Activity:
Within the entries underneath, how many lines include the string "PredefinedQueryRequest"? State only the number.

Input for this task:
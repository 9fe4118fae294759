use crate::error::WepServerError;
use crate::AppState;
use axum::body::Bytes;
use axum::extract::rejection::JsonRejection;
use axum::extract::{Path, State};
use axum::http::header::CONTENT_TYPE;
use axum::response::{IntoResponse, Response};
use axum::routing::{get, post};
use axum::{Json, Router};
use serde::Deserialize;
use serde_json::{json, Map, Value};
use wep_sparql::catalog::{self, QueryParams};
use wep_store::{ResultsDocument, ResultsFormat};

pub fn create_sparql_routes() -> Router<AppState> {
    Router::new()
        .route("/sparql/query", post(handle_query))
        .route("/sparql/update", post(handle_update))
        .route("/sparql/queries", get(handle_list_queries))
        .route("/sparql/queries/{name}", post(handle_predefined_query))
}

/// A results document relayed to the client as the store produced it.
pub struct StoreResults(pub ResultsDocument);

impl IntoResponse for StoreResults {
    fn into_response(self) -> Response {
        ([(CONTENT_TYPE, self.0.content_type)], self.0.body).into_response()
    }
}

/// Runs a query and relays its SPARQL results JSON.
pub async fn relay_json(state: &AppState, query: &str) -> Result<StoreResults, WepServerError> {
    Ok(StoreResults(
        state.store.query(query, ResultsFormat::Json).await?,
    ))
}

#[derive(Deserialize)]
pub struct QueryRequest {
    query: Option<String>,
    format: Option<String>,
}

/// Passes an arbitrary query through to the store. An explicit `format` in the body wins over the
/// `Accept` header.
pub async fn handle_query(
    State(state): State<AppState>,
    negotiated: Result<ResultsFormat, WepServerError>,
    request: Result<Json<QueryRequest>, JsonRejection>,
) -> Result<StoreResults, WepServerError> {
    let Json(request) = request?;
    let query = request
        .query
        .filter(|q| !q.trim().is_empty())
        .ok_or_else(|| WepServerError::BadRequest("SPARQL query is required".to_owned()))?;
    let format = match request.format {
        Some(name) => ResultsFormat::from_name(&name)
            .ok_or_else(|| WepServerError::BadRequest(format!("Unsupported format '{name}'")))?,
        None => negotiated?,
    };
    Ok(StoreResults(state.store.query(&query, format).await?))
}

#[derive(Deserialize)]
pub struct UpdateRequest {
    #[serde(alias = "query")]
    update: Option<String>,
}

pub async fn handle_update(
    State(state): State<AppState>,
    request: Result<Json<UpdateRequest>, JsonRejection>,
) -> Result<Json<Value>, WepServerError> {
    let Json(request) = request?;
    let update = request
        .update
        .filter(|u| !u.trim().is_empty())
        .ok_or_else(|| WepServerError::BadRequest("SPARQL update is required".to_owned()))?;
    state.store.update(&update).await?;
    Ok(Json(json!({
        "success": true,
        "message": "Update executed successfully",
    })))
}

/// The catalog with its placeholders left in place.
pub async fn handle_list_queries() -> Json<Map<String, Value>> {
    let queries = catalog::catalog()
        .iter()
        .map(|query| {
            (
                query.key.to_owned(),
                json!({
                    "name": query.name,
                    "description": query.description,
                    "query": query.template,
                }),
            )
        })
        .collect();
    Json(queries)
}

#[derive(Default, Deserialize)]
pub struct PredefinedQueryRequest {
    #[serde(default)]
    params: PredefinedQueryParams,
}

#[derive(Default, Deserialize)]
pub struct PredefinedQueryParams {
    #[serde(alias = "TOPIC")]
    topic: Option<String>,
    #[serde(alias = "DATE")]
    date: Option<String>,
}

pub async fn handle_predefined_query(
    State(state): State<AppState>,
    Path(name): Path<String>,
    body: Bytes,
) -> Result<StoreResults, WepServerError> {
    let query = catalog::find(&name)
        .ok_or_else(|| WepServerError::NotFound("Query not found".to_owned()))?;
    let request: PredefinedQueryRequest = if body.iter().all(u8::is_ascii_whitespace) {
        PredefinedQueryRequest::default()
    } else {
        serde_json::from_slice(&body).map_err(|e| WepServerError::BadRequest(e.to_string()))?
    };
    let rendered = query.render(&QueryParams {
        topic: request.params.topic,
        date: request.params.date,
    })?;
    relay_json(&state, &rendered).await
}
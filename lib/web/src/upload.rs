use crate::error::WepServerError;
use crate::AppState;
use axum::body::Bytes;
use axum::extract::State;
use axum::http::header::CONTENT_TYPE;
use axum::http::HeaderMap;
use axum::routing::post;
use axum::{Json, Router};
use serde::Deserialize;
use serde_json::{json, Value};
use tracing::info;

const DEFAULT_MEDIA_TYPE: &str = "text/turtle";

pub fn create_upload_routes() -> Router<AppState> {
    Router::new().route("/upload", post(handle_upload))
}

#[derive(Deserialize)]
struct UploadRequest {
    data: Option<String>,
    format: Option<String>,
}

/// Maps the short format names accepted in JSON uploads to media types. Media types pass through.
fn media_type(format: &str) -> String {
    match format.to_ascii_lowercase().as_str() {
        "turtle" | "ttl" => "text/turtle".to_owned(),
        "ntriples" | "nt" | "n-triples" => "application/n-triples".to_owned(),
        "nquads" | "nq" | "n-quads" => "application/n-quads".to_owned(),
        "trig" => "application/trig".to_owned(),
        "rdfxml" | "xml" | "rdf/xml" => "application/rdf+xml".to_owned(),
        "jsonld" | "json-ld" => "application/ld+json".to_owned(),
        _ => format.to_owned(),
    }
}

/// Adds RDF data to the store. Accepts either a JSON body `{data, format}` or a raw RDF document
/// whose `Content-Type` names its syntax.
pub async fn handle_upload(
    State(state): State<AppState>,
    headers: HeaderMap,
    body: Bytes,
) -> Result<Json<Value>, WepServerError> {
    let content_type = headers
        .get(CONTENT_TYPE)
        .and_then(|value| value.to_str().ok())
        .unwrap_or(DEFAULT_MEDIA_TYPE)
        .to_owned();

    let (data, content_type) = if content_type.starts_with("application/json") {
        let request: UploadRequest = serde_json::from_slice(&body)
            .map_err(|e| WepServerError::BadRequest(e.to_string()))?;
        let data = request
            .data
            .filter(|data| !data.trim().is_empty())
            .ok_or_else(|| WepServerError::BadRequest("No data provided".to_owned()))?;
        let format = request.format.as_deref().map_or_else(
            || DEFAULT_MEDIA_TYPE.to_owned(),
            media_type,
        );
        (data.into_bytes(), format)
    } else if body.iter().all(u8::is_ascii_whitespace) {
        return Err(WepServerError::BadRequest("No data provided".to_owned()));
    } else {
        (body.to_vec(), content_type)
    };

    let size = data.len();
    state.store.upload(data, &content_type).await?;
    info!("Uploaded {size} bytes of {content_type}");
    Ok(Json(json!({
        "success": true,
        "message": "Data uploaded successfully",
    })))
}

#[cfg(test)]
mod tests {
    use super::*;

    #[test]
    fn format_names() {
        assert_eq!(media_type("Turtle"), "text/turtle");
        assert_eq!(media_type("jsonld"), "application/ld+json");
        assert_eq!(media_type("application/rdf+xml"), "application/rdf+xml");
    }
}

Solved problem:
3